Craig Ellis

Personal information
- Full name: Craig Ellis
- Born: 26 October 1958 (age 66) Sydney, New South Wales, Australia

Playing information
- Position: Second-row, Prop
Club
| Years | Team | Pld | T | G | FG | P |
| 1978–83 | Newtown | 82 | 7 | 0 | 0 | 23 |
| 1984–87 | Western Suburbs | 23 | 2 | 0 | 0 | 8 |
|  | Total | 105 | 9 | 0 | 0 | 31 |
- Source: Whiticker/Hudson

= Craig Ellis (rugby league) =

Australian rugby league footballer

Craig Ellis is an Australian former rugby league footballer who played as a or in the 1970s and 1980s. Ellis played for Newtown and Western Suburbs in the NSWRL competition.

==Playing career==
Ellis began his career with Newtown in 1978 making his debut in Round 18 against Cronulla which ended in a 44–0 defeat. Newtown went on to finish last that year winning only 2 games all season. In 1979, Newtown brought in Warren Ryan as the new coach of the club and he transformed the team from easy beats to a competitive side. In 1981, Newtown qualified for their first grand final in 26 years as they played against Parramatta. Ellis made 14 appearances that year including the grand final itself. Newtown went into the second half of the match holding a shock lead until Parramatta stormed home to win their first premiership 20–10.

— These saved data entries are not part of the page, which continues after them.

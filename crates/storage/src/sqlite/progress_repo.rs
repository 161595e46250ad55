use chrono::{DateTime, Utc};
use lingo_core::model::{
    ChallengeId, ChallengeProgress, Hearts, POINTS_PER_CHALLENGE, UserId, UserProgress,
};
use sqlx::{Row, SqliteConnection};

use super::SqliteRepository;
use super::mapping::{
    db, id_i64, map_challenge_progress_row, map_subscription_row, map_user_progress_row, ser,
    write_err,
};
use crate::repository::{
    ChallengeProgressRepository, CorrectOutcome, IncorrectOutcome, ProgressStore,
    ProgressWriteError, StorageError, UserProgressRepository,
};
use crate::rules::{CorrectPlan, IncorrectPlan, plan_correct, plan_incorrect};

/// Learner state the heart rules are decided on, read inside the write transaction.
struct WriteContext {
    hearts: Hearts,
    has_record: bool,
    subscribed: bool,
}

async fn load_context(
    conn: &mut SqliteConnection,
    user: &UserId,
    challenge: i64,
    now: DateTime<Utc>,
) -> Result<WriteContext, StorageError> {
    let exists = sqlx::query("SELECT 1 FROM challenges WHERE id = ?1")
        .bind(challenge)
        .fetch_optional(&mut *conn)
        .await
        .map_err(db)?;
    if exists.is_none() {
        return Err(StorageError::NotFound);
    }

    let hearts: i64 = sqlx::query("SELECT hearts FROM user_progress WHERE user_id = ?1")
        .bind(user.as_str())
        .fetch_optional(&mut *conn)
        .await
        .map_err(db)?
        .ok_or(StorageError::NotFound)?
        .try_get("hearts")
        .map_err(ser)?;

    let has_record = sqlx::query(
        "SELECT 1 FROM challenge_progress WHERE user_id = ?1 AND challenge_id = ?2 LIMIT 1",
    )
    .bind(user.as_str())
    .bind(challenge)
    .fetch_optional(&mut *conn)
    .await
    .map_err(db)?
    .is_some();

    let subscribed = match sqlx::query(
        r"
        SELECT user_id, customer_id, subscription_id, price_id, current_period_end
        FROM user_subscription WHERE user_id = ?1
        ",
    )
    .bind(user.as_str())
    .fetch_optional(&mut *conn)
    .await
    .map_err(db)?
    {
        Some(row) => map_subscription_row(&row)?.is_active(now),
        None => false,
    };

    Ok(WriteContext {
        hearts: Hearts::new(hearts).map_err(ser)?,
        has_record,
        subscribed,
    })
}

#[async_trait::async_trait]
impl UserProgressRepository for SqliteRepository {
    async fn get_user_progress(&self, user: &UserId) -> Result<Option<UserProgress>, StorageError> {
        let row = sqlx::query(
            r"
            SELECT user_id, user_name, user_image_src, active_course_id, hearts, points
            FROM user_progress WHERE user_id = ?1
            ",
        )
        .bind(user.as_str())
        .fetch_optional(&self.pool)
        .await
        .map_err(db)?;
        row.as_ref().map(map_user_progress_row).transpose()
    }

    async fn upsert_user_progress(&self, progress: &UserProgress) -> Result<(), StorageError> {
        let active_course = progress
            .active_course_id
            .map(|c| id_i64("course_id", c.value()))
            .transpose()?;

        sqlx::query(
            r"
            INSERT INTO user_progress (user_id, user_name, user_image_src, active_course_id, hearts, points)
            VALUES (?1, ?2, ?3, ?4, ?5, ?6)
            ON CONFLICT(user_id) DO UPDATE SET
                user_name = excluded.user_name,
                user_image_src = excluded.user_image_src,
                active_course_id = excluded.active_course_id,
                hearts = excluded.hearts,
                points = excluded.points
            ",
        )
        .bind(progress.user_id.as_str())
        .bind(&progress.user_name)
        .bind(&progress.user_image_src)
        .bind(active_course)
        .bind(i64::from(progress.hearts))
        .bind(i64::from(progress.points))
        .execute(&self.pool)
        .await
        .map_err(write_err)?;
        Ok(())
    }

    async fn top_users(&self, limit: u32) -> Result<Vec<UserProgress>, StorageError> {
        let rows = sqlx::query(
            r"
            SELECT user_id, user_name, user_image_src, active_course_id, hearts, points
            FROM user_progress
            ORDER BY points DESC, user_id ASC
            LIMIT ?1
            ",
        )
        .bind(i64::from(limit))
        .fetch_all(&self.pool)
        .await
        .map_err(db)?;
        rows.iter().map(map_user_progress_row).collect()
    }
}

#[async_trait::async_trait]
impl ChallengeProgressRepository for SqliteRepository {
    async fn progress_for_challenges(
        &self,
        user: &UserId,
        challenge_ids: &[ChallengeId],
    ) -> Result<Vec<ChallengeProgress>, StorageError> {
        if challenge_ids.is_empty() {
            return Ok(Vec::new());
        }

        let mut sql = String::from(
            r"
            SELECT user_id, challenge_id, completed
            FROM challenge_progress
            WHERE user_id = ?1 AND challenge_id IN (
            ",
        );
        for i in 0..challenge_ids.len() {
            if i > 0 {
                sql.push_str(", ");
            }
            sql.push('?');
            sql.push_str(&(i + 2).to_string());
        }
        sql.push_str(")\nORDER BY id ASC\n");

        let mut q = sqlx::query(&sql).bind(user.as_str());
        for id in challenge_ids {
            q = q.bind(id_i64("challenge_id", id.value())?);
        }

        let rows = q.fetch_all(&self.pool).await.map_err(db)?;
        rows.iter().map(map_challenge_progress_row).collect()
    }

    async fn insert_progress(&self, record: &ChallengeProgress) -> Result<(), StorageError> {
        sqlx::query(
            "INSERT INTO challenge_progress (user_id, challenge_id, completed) VALUES (?1, ?2, ?3)",
        )
        .bind(record.user_id.as_str())
        .bind(id_i64("challenge_id", record.challenge_id.value())?)
        .bind(record.completed)
        .execute(&self.pool)
        .await
        .map_err(write_err)?;
        Ok(())
    }
}

#[async_trait::async_trait]
impl ProgressStore for SqliteRepository {
    async fn record_correct(
        &self,
        user: &UserId,
        challenge: ChallengeId,
        now: DateTime<Utc>,
    ) -> Result<CorrectOutcome, ProgressWriteError> {
        let challenge_id = id_i64("challenge_id", challenge.value())?;
        // Write lock up front: concurrent writers queue on BEGIN.
        let mut tx = self.pool.begin_with("BEGIN IMMEDIATE").await.map_err(db)?;
        let ctx = load_context(&mut *tx, user, challenge_id, now).await?;

        let outcome = match plan_correct(ctx.hearts, ctx.has_record, ctx.subscribed) {
            CorrectPlan::Refuse => return Err(ProgressWriteError::InsufficientHearts),
            CorrectPlan::Apply(outcome) => outcome,
        };

        match outcome {
            CorrectOutcome::Practiced => {
                sqlx::query(
                    "UPDATE challenge_progress SET completed = 1 WHERE user_id = ?1 AND challenge_id = ?2",
                )
                .bind(user.as_str())
                .bind(challenge_id)
                .execute(&mut *tx)
                .await
                .map_err(db)?;

                sqlx::query(
                    r"
                    UPDATE user_progress
                    SET hearts = MIN(hearts + 1, ?2), points = points + ?3
                    WHERE user_id = ?1
                    ",
                )
                .bind(user.as_str())
                .bind(i64::from(Hearts::FULL))
                .bind(i64::from(POINTS_PER_CHALLENGE))
                .execute(&mut *tx)
                .await
                .map_err(db)?;
            }
            CorrectOutcome::Completed => {
                sqlx::query(
                    "INSERT INTO challenge_progress (user_id, challenge_id, completed) VALUES (?1, ?2, 1)",
                )
                .bind(user.as_str())
                .bind(challenge_id)
                .execute(&mut *tx)
                .await
                .map_err(write_err)?;

                sqlx::query("UPDATE user_progress SET points = points + ?2 WHERE user_id = ?1")
                    .bind(user.as_str())
                    .bind(i64::from(POINTS_PER_CHALLENGE))
                    .execute(&mut *tx)
                    .await
                    .map_err(db)?;
            }
        }

        tx.commit().await.map_err(db)?;
        Ok(outcome)
    }

    async fn record_incorrect(
        &self,
        user: &UserId,
        challenge: ChallengeId,
        now: DateTime<Utc>,
    ) -> Result<IncorrectOutcome, ProgressWriteError> {
        let challenge_id = id_i64("challenge_id", challenge.value())?;
        // Write lock up front: concurrent writers queue on BEGIN.
        let mut tx = self.pool.begin_with("BEGIN IMMEDIATE").await.map_err(db)?;
        let ctx = load_context(&mut *tx, user, challenge_id, now).await?;

        let outcome = match plan_incorrect(ctx.hearts, ctx.has_record, ctx.subscribed) {
            IncorrectPlan::Refuse => return Err(ProgressWriteError::InsufficientHearts),
            IncorrectPlan::Waive(reason) => reason.into(),
            IncorrectPlan::Deduct => {
                // The hearts guard keeps concurrent deductions from going below zero.
                let res = sqlx::query(
                    "UPDATE user_progress SET hearts = hearts - 1 WHERE user_id = ?1 AND hearts > 0",
                )
                .bind(user.as_str())
                .execute(&mut *tx)
                .await
                .map_err(db)?;
                if res.rows_affected() == 0 {
                    return Err(ProgressWriteError::InsufficientHearts);
                }
                IncorrectOutcome::Deducted
            }
        };

        tx.commit().await.map_err(db)?;
        Ok(outcome)
    }
}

Ellis played with Newtown for a further two seasons but missed out on playing in the club's final ever first grade game against Canberra. It was decided at the end of 1983 that Newtown along with Western Suburbs were to be expelled from the competition by the authority of the NSWRL board. In the coming months, Western Suburbs took the NSWRL to court and won their case to be reinstated. Newtown lacked the financial resources to challenge the decision and were omitted from the 1984 season.

In 1984, Ellis joined Western Suburbs as the club finished last on the table. In the four years Ellis spent at Western Suburbs the club finished second last twice and finished bottom of the table in 1987. Ellis final game in first grade was a 24–12 loss to Illawarra.